For the Spanish speaking students, the 90-10 model provides an opportunity for them to be well grounded in Spanish literacy and academic instruction as English is progressively introduced. For many of the Spanish speakers coming into our school, this initial focus on Spanish helps them to gain the requisite language and vocabulary levels in their primary language that will lead to greater success when they transfer to English reading.
Additionally, the ease of learning to read in Spanish and the fact that students only learn how to read once, allows the students to build necessary literacy skills they need in the most effective way possible. Once the students have learned to read well in any language, the process of reading transfers to the second language. In this case, learning to read in either Spanish or English precludes needing to re-learn the steps of reading in the other. Research indicates that as much as 97% of Spanish reading transfers to English reading (Thonis, 1981) with the possible exception of vowel pronunciation. Indeed, many researchers have noticed the phenomenon of Spontaneous Biliteracy as an outcome of dual language instruction. According to Reyes (2001), Spontaneous Biliteracy is “...acquiring literacy in Spanish and English without formal instruction in both languages... (p. 97).” In these situations, there is an expectation that given the right environment and support, students who have learned how to read in Spanish will begin reading in English without formal instruction, just by understanding the process of reading that was acquired during instruction in the target language.
EJE's Dual Language Program Model
Spanish is used as the primary language of instruction in the elementary years. English is introduced gradually into the curriculum. ALL students receive a high quality instructional program centered on academic success through the use of the Spanish language.
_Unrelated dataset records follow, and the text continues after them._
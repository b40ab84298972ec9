//! # footprint-core
//!
//! A generic data-access façade - THE FOOTPRINT LAYER.
//!
//! Uniform create/find/update/destroy operations, plus their nested
//! association variants, over any set of mapped entity types. Callers never
//! write type-specific queries.
//!
//! ## Components (leaf-first)
//!
//! - `criteria` - Criteria Normalizer: scalar key vs equality filter
//! - `resolver` - Relation Resolver: attribute -> cardinality + target type
//! - `builder` - Graph Builder: payload -> entity graph, bounded depth
//! - `footprint` - Operation Dispatcher: the public operations
//!
//! ## Collaborators
//!
//! - `schema` - the mapping registry
//! - `populator` - leaf-level field assignment
//! - `manager` - unit of work and query builder contracts
//! - `storage` - a reference collaborator backed by redb
//!
//! ## Architectural Constraints
//!
//! - The dispatcher holds no state between calls
//! - Exactly one flush per mutating operation
//! - Relation expansion is always bounded by `MAX_RECURSION_DEPTH`

// =============================================================================
// MODULES
// =============================================================================

pub mod builder;
pub mod criteria;
pub mod footprint;
pub mod manager;
pub mod options;
pub mod payload;
pub mod populator;
pub mod primitives;
pub mod resolver;
pub mod schema;
pub mod storage;
pub mod types;

// =============================================================================
// RE-EXPORTS: Core Types (from types module)
// =============================================================================

pub use types::{
    Affected, FootprintError, Found, Key, NotFound, Record, RecordState, Related, Result, Value,
};

// =============================================================================
// RE-EXPORTS: Footprint Engine
// =============================================================================

pub use builder::GraphBuilder;
pub use criteria::{Criteria, CriteriaNormalizer, Filter, Lookup, filter_matches};
pub use footprint::Footprint;
pub use options::{FootprintConfig, Options, Populate};
pub use payload::{ChildRef, Input, Payload};
pub use resolver::{RelationResolver, ResolvedRelation};

// =============================================================================
// RE-EXPORTS: Collaborators
// =============================================================================

pub use manager::{Datastore, Join, Manager, Query, QueryBuilder};
pub use populator::{FieldPopulator, Populator};
pub use schema::{Cardinality, EntityType, FieldDef, FieldType, Relation, Schema};
pub use storage::{RedbManager, RedbStore};
//! # Populator
//!
//! Leaf-level field assignment. No relation traversal happens here; relation
//! entries of a payload belong to the graph builder and are skipped.

use crate::payload::{Input, Payload};
use crate::schema::{EntityType, FieldDef};
use crate::{FootprintError, Record, Result, Value};

/// Assigns the leaf fields of a payload onto a record.
pub trait Populator {
    /// Assign leaf fields of `payload` onto `existing`, or onto a blank
    /// instance of `entity` when `existing` is `None`.
    ///
    /// Malformed payloads fail with `FootprintError::Validation`.
    fn assign_fields(
        &self,
        entity: &EntityType,
        payload: &Payload,
        existing: Option<Record>,
    ) -> Result<Record>;
}

/// Schema-checked field assignment.
///
/// - Unknown names are rejected
/// - Values are checked against the declared field type and size
/// - The primary-key entry is skipped: keys are assigned by the store
/// - On construction, every non-nullable field must be present
#[derive(Debug, Clone, Copy, Default)]
pub struct FieldPopulator;

impl FieldPopulator {
    fn check(entity: &EntityType, def: &FieldDef, value: &Value) -> Result<()> {
        if value.is_null() {
            if def.nullable {
                return Ok(());
            }
            return Err(FootprintError::Validation(format!(
                "Field '{}.{}' is not nullable",
                entity.name(),
                def.name
            )));
        }

        if !def.kind.accepts(value) {
            return Err(FootprintError::Validation(format!(
                "Field '{}.{}' expects {}, got {}",
                entity.name(),
                def.name,
                def.kind.name(),
                value.type_name()
            )));
        }

        if let (Some(size), Value::Text(text)) = (def.size, value)
            && text.chars().count() > size
        {
            return Err(FootprintError::Validation(format!(
                "Field '{}.{}' exceeds {} characters",
                entity.name(),
                def.name,
                size
            )));
        }

        Ok(())
    }
}

impl Populator for FieldPopulator {
    fn assign_fields(
        &self,
        entity: &EntityType,
        payload: &Payload,
        existing: Option<Record>,
    ) -> Result<Record> {
        let constructing = existing.is_none();
        let mut record = existing.unwrap_or_else(|| Record::new(entity.name()));

        for (name, input) in payload.iter() {
            if name == entity.primary_key() || entity.relation(name).is_some() {
                continue;
            }

            let Some(def) = entity.field(name) else {
                return Err(FootprintError::Validation(format!(
                    "Unknown field '{}' on '{}'",
                    name,
                    entity.name()
                )));
            };

            let Input::Value(value) = input else {
                return Err(FootprintError::Validation(format!(
                    "Field '{}.{}' expects a scalar value",
                    entity.name(),
                    name
                )));
            };

            Self::check(entity, def, value)?;
            record.set(name, value.clone());
        }

        if constructing {
            for def in entity.fields().iter().filter(|def| !def.nullable) {
                if record.get(&def.name).is_none() {
                    return Err(FootprintError::Validation(format!(
                        "Missing required field '{}.{}'",
                        entity.name(),
                        def.name
                    )));
                }
            }
        }

        Ok(record)
    }
}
All subjects are taught in Spanish. Daily instruction includes sixty minutes in English with an emphasis on oral language development through literature, music, poetry, and role-play. Homework is in Spanish.
All subjects are taught in Spanish. Daily instruction includes seventy-two minutes in English with an emphasis on oral language development through literature, music, poetry, and role-play. Homework is in Spanish.
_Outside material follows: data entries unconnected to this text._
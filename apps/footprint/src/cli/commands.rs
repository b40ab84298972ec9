//! # CLI Command Implementations
//!
//! Each command maps onto one footprint operation and returns its result
//! as JSON. Printing is left to the caller.

use super::Commands;
use crate::CliError;
use crate::config::{Action, Actions, AppConfig};
use crate::render::{
    affected_to_json, found_to_json, parse_criteria, parse_id, parse_payload, record_to_json,
};
use footprint_core::{Footprint, RedbStore};
use serde_json::json;
use std::path::Path;

/// An opened store plus the switches that gate it.
#[derive(Debug)]
pub struct Context {
    pub footprint: Footprint<RedbStore>,
    pub actions: Actions,
}

impl Context {
    /// Load the configuration and open its store.
    pub fn open(config_path: &Path, database: Option<&Path>) -> Result<Self, CliError> {
        let config = AppConfig::load(config_path)?;
        Self::from_config(&config, database)
    }

    pub fn from_config(config: &AppConfig, database: Option<&Path>) -> Result<Self, CliError> {
        let path = config.database_path(database)?;
        let schema = config.schema()?;
        let store = RedbStore::open(&path, schema)?;

        tracing::info!(
            database = %path.display(),
            entities = config.entities.len(),
            "opened store"
        );

        Ok(Self {
            footprint: Footprint::new(store).with_config(config.footprint.clone()),
            actions: config.actions,
        })
    }
}

/// Run one command against an opened context.
pub async fn run(context: &Context, command: &Commands) -> Result<serde_json::Value, CliError> {
    let footprint = &context.footprint;
    let actions = &context.actions;
    let schema = footprint.schema();

    match command {
        Commands::Create {
            entity,
            payload,
            options,
        } => {
            actions.ensure(Action::Create)?;
            let record = footprint
                .create(entity, &parse_payload(payload)?, &options.to_options())
                .await?;
            Ok(record_to_json(schema, &record))
        }
        Commands::Find {
            entity,
            criteria,
            options,
        } => {
            actions.ensure(Action::Find)?;
            let found = footprint
                .find(entity, &parse_criteria(criteria)?, &options.to_options())
                .await?;
            Ok(found_to_json(schema, &found))
        }
        Commands::Update {
            entity,
            criteria,
            payload,
            options,
        } => {
            actions.ensure(Action::Update)?;
            let affected = footprint
                .update(
                    entity,
                    &parse_criteria(criteria)?,
                    &parse_payload(payload)?,
                    &options.to_options(),
                )
                .await?;
            Ok(affected_to_json(schema, &affected))
        }
        Commands::Destroy {
            entity,
            criteria,
            options,
        } => {
            actions.ensure(Action::Destroy)?;
            let affected = footprint
                .destroy(entity, &parse_criteria(criteria)?, &options.to_options())
                .await?;
            Ok(affected_to_json(schema, &affected))
        }
        Commands::CreateAssociation {
            parent,
            parent_id,
            attribute,
            payload,
            options,
        } => {
            actions.ensure(Action::CreateAssociation)?;
            let record = footprint
                .create_association(
                    parent,
                    &parse_id(parent_id)?,
                    attribute,
                    &parse_payload(payload)?,
                    &options.to_options(),
                )
                .await?;
            Ok(record_to_json(schema, &record))
        }
        Commands::FindAssociation {
            parent,
            parent_id,
            attribute,
            criteria,
            options,
        } => {
            actions.ensure(Action::FindAssociation)?;
            let record = footprint
                .find_association(
                    parent,
                    &parse_id(parent_id)?,
                    attribute,
                    &parse_criteria(criteria)?,
                    &options.to_options(),
                )
                .await?;
            Ok(record.map_or(serde_json::Value::Null, |r| record_to_json(schema, &r)))
        }
        Commands::UpdateAssociation {
            parent,
            parent_id,
            attribute,
            criteria,
            values,
            options,
        } => {
            actions.ensure(Action::UpdateAssociation)?;
            let record = footprint
                .update_association(
                    parent,
                    &parse_id(parent_id)?,
                    attribute,
                    &parse_criteria(criteria)?,
                    &parse_payload(values)?,
                    &options.to_options(),
                )
                .await?;
            Ok(record_to_json(schema, &record))
        }
        Commands::DestroyAssociation {
            parent,
            parent_id,
            attribute,
            criteria,
            options,
        } => {
            actions.ensure(Action::DestroyAssociation)?;
            let record = footprint
                .destroy_association(
                    parent,
                    &parse_id(parent_id)?,
                    attribute,
                    &parse_criteria(criteria)?,
                    &options.to_options(),
                )
                .await?;
            Ok(record_to_json(schema, &record))
        }
        Commands::Schema => {
            let entities: Vec<_> = schema.entities().collect();
            Ok(serde_json::to_value(entities)?)
        }
        Commands::Status => {
            let mut counts = serde_json::Map::new();
            for entity in schema.entities() {
                counts.insert(
                    entity.name().to_string(),
                    json!(footprint.store().count(entity.name())?),
                );
            }
            Ok(json!({ "entities": counts }))
        }
    }
}
//! # Operation Options
//!
//! Per-call options and the process-wide footprint defaults.

use crate::primitives::{DEFAULT_LIMIT, DEFAULT_RECURSION, MAX_RECURSION_DEPTH};
use serde::{Deserialize, Serialize};

/// Which relations a lookup eager-loads.
#[derive(Debug, Clone, Default, PartialEq, Eq)]
pub enum Populate {
    #[default]
    None,
    All,
    Attribute(String),
}

impl Populate {
    #[must_use]
    pub fn includes(&self, attribute: &str) -> bool {
        match self {
            Self::None => false,
            Self::All => true,
            Self::Attribute(name) => name == attribute,
        }
    }
}

/// Options accepted by every footprint operation.
#[derive(Debug, Clone, Default, PartialEq, Eq)]
pub struct Options {
    /// Relation levels the graph builder expands. Defaults to 1.
    pub recursive: Option<u32>,
    pub populate: Populate,
    pub limit: Option<usize>,
    pub offset: Option<usize>,
}

impl Options {
    #[must_use]
    pub fn new() -> Self {
        Self::default()
    }

    #[must_use]
    pub fn with_recursive(mut self, depth: u32) -> Self {
        self.recursive = Some(depth);
        self
    }

    #[must_use]
    pub fn with_populate(mut self, populate: Populate) -> Self {
        self.populate = populate;
        self
    }

    #[must_use]
    pub fn with_limit(mut self, limit: usize) -> Self {
        self.limit = Some(limit);
        self
    }

    #[must_use]
    pub fn with_offset(mut self, offset: usize) -> Self {
        self.offset = Some(offset);
        self
    }

    /// Effective graph-builder depth, clamped to `MAX_RECURSION_DEPTH`.
    #[must_use]
    pub fn recursion_depth(&self) -> u32 {
        self.recursive
            .unwrap_or(DEFAULT_RECURSION)
            .min(MAX_RECURSION_DEPTH)
    }
}

/// Footprint-wide defaults, usually loaded from the `[footprint]` table of
/// the app configuration.
#[derive(Debug, Clone, PartialEq, Eq, Serialize, Deserialize)]
#[serde(default)]
pub struct FootprintConfig {
    /// Page size applied to multi-record `find` when the caller gives none.
    pub default_limit: Option<usize>,
    /// Eager-load every relation on `find` when the caller does not choose.
    pub populate: bool,
}

impl Default for FootprintConfig {
    fn default() -> Self {
        Self {
            default_limit: Some(DEFAULT_LIMIT),
            populate: false,
        }
    }
}

impl FootprintConfig {
    /// Fill in defaults the caller left unset, for a `find` call.
    #[must_use]
    pub fn apply(&self, options: &Options) -> Options {
        let mut applied = options.clone();
        if applied.limit.is_none() {
            applied.limit = self.default_limit;
        }
        if self.populate && applied.populate == Populate::None {
            applied.populate = Populate::All;
        }
        applied
    }
}

#[cfg(test)]
mod tests {
    use super::*;

    #[test]
    fn recursion_defaults_to_one() {
        assert_eq!(Options::new().recursion_depth(), 1);
    }

    #[test]
    fn explicit_zero_is_honoured() {
        assert_eq!(Options::new().with_recursive(0).recursion_depth(), 0);
    }

    #[test]
    fn recursion_is_clamped() {
        let options = Options::new().with_recursive(u32::MAX);
        assert_eq!(options.recursion_depth(), MAX_RECURSION_DEPTH);
    }

    #[test]
    fn config_fills_unset_options_only() {
        let config = FootprintConfig {
            default_limit: Some(10),
            populate: true,
        };

        let applied = config.apply(&Options::new());
        assert_eq!(applied.limit, Some(10));
        assert_eq!(applied.populate, Populate::All);

        let explicit = Options::new()
            .with_limit(2)
            .with_populate(Populate::Attribute("todos".into()));
        let applied = config.apply(&explicit);
        assert_eq!(applied.limit, Some(2));
        assert!(applied.populate.includes("todos"));
        assert!(!applied.populate.includes("creator"));
    }
}
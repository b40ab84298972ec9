//! # Footprint Dispatcher
//!
//! The public surface: `create`, `find`, `update`, `destroy` and their
//! association counterparts over any registered entity type.
//!
//! Every operation follows the same sequence:
//! normalize criteria -> resolve relation -> build graph -> stage -> flush.
//!
//! ## Guarantees
//!
//! - One fresh manager per operation; nothing is cached between calls
//! - At most one flush per operation, issued after all changes are staged
//! - Any collaborator failure short-circuits the operation unchanged

use crate::builder::GraphBuilder;
use crate::criteria::{Criteria, CriteriaNormalizer, Filter, Lookup, filter_matches};
use crate::manager::{Datastore, Manager, QueryBuilder};
use crate::options::{FootprintConfig, Options, Populate};
use crate::payload::Payload;
use crate::populator::{FieldPopulator, Populator};
use crate::resolver::{RelationResolver, ResolvedRelation};
use crate::schema::{Cardinality, EntityType, Schema};
use crate::{Affected, Found, Key, NotFound, Record, Related, Result, Value};
use tracing::debug;

/// Generic data-access façade over a `Datastore`.
///
/// The store, the populator and the defaults are injected; the dispatcher
/// holds no other state.
#[derive(Debug)]
pub struct Footprint<S: Datastore, P: Populator = FieldPopulator> {
    store: S,
    populator: P,
    config: FootprintConfig,
}

impl<S: Datastore> Footprint<S> {
    /// Create a dispatcher with the schema-checked populator and default
    /// configuration.
    #[must_use]
    pub fn new(store: S) -> Self {
        Self {
            store,
            populator: FieldPopulator,
            config: FootprintConfig::default(),
        }
    }
}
All subjects are taught in Spanish. Daily instruction includes one hundred and eight minutes of daily instruction in English with continued emphasis on oral language development and the introduction of beginning readiness and literacy skills. Homework is in Spanish and Engilsh.
Most subjects are taught in Spanish. Formal English reading, writing and spelling are introduced. Daily instruction includes one hundred twenty minutes in English with an emphasis on literature and reading. Homework is in Spanish and English.
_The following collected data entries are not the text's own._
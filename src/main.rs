use std::path::PathBuf;

use anyhow::{bail, Context};
use clap::{Parser, Subcommand};
use tracing_subscriber::EnvFilter;

mod aggregate;
mod analyzer;
mod details;
mod extract;
mod lexicon;
mod models;
mod polarity;
mod report;
mod score;
mod store;

use analyzer::{SentenceWeighting, ThreadAnalyzer};
use models::{CourseAggregate, ThreadAnalysis};

#[derive(Parser)]
#[command(name = "birdwatch")]
#[command(about = "Bird course rankings from Reddit thread dumps", long_about = None)]
struct Cli {
    /// Optional JSON file overriding the built-in term tables.
    #[arg(long, global = true)]
    lexicon: Option<PathBuf>,
    #[command(subcommand)]
    command: Commands,
}

#[derive(Subcommand)]
enum Commands {
    /// Rank courses across a thread dump
    Rank {
        input: PathBuf,
        #[arg(long, default_value = "baseline")]
        preset: String,
        #[arg(long, default_value = "uniform")]
        weighting: String,
        #[arg(long, default_value_t = 5)]
        top: usize,
        /// Write the full rankings as JSON
        #[arg(long)]
        out: Option<PathBuf>,
        /// Write the annotated threads as JSON
        #[arg(long)]
        threads_out: Option<PathBuf>,
    },
    /// Detailed report for a thread dump already filtered to one course
    Details {
        input: PathBuf,
        #[arg(long)]
        out: Option<PathBuf>,
    },
    /// Generate a markdown report
    Report {
        input: PathBuf,
        #[arg(long, default_value = "baseline")]
        preset: String,
        #[arg(long, default_value = "uniform")]
        weighting: String,
        #[arg(long, default_value = "report.md")]
        out: PathBuf,
    },
    /// Export rankings as CSV
    Export {
        input: PathBuf,
        #[arg(long, default_value = "baseline")]
        preset: String,
        #[arg(long, default_value = "uniform")]
        weighting: String,
        #[arg(long, default_value = "rankings.csv")]
        out: PathBuf,
    },
}

fn main() -> anyhow::Result<()> {
    tracing_subscriber::fmt()
        .with_env_filter(
            EnvFilter::try_from_default_env().unwrap_or_else(|_| EnvFilter::new("info")),
        )
        .init();

    let cli = Cli::parse();
    let lexicon = store::load_lexicon(cli.lexicon.as_deref())?;

    match cli.command {
        Commands::Rank {
            input,
            preset,
            weighting,
            top,
            out,
            threads_out,
        } => {
            let threads = store::load_threads(&input)?;
            let (analyses, rankings) = run_rank(&threads, &lexicon, &preset, &weighting)?;

            if let Some(path) = threads_out {
                store::save_json(&path, &analyses)?;
                println!("Annotated threads written to {}.", path.display());
            }
            if let Some(path) = out {
                store::save_rankings(&path, &rankings)?;
                println!("Rankings written to {}.", path.display());
            }

            println!(
                "Processed {} threads and identified {} courses.",
                threads.len(),
                rankings.len()
            );
            if !rankings.is_empty() {
                println!("Top {} bird courses:", top.min(rankings.len()));
                for (i, course) in store::display_rankings(&rankings).iter().take(top).enumerate()
                {
                    println!(
                        "{}. {} - Bird Score: {:.2}/10 - Mentions: {}",
                        i + 1,
                        course.code,
                        course.bird_score,
                        course.mentions
                    );
                }
            }
        }
        Commands::Details { input, out } => {
            let threads = store::load_threads(&input)?;
            let analyzer = details::DetailAnalyzer::new(lexicon)?;
            let Some(course) = analyzer.analyze(&threads) else {
                println!("No course code found in thread titles; nothing to report.");
                return Ok(());
            };

            println!(
                "{}: bird score {:.2}/10 across {} threads ({} recent)",
                course.code, course.bird_score, course.specific_mentions, course.recent_mentions
            );
            if let Some(path) = out {
                store::save_json(&path, &course)
                    .with_context(|| format!("failed to save details for {}", course.code))?;
                println!("Course details written to {}.", path.display());
            }
        }
        Commands::Report {
            input,
            preset,
            weighting,
            out,
        } => {
            let threads = store::load_threads(&input)?;
            let (_, rankings) = run_rank(&threads, &lexicon, &preset, &weighting)?;
            let report = report::build_report(&preset, &rankings, &threads);
            std::fs::write(&out, report)
                .with_context(|| format!("failed to write {}", out.display()))?;
            println!("Report written to {}.", out.display());
        }
        Commands::Export {
            input,
            preset,
            weighting,
            out,
        } => {
            let threads = store::load_threads(&input)?;
            let (_, rankings) = run_rank(&threads, &lexicon, &preset, &weighting)?;
            let written = store::export_csv(&out, &rankings)?;
            println!("Exported {written} courses to {}.", out.display());
        }
    }

    Ok(())
}

fn run_rank(
    threads: &[models::Thread],
    lexicon: &lexicon::Lexicon,
    preset: &str,
    weighting: &str,
) -> anyhow::Result<(Vec<ThreadAnalysis>, Vec<CourseAggregate>)> {
    let weighting = parse_weighting(weighting)?;
    let Some(strategy) = score::preset(preset) else {
        bail!("unknown scoring preset: {preset} (expected baseline or advanced)");
    };

    let analyzer = ThreadAnalyzer::new(lexicon.clone(), weighting)?;
    let analyses: Vec<ThreadAnalysis> = threads.iter().map(|t| analyzer.analyze(t)).collect();
    let rankings = aggregate::rank(&analyses, lexicon, strategy.as_ref());
    Ok((analyses, rankings))
}

fn parse_weighting(name: &str) -> anyhow::Result<SentenceWeighting> {
    match name {
        "uniform" => Ok(SentenceWeighting::Uniform),
        "emphasis" => Ok(SentenceWeighting::Emphasis),
        other => bail!("unknown sentence weighting: {other} (expected uniform or emphasis)"),
    }
}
Subjects such as Mathematics, Language Arts, Social Studies or Science are taught in either Spanish or English. Spanish reading is continued along with three hours of daily instruction in English with continued emphasis on literature, reading, and writing. Homework is in both languages.
Instructional time is evenly divided between Spanish and English. The two languages are used separately during different periods of the day. Homework is in both languages.
Sixth Grade - Eighth Grade
Most classes are in English. Students have a Spanish Literacy class and Social Studies to continue their development of Spanish bi-literacy. Homework is in Spanish and English.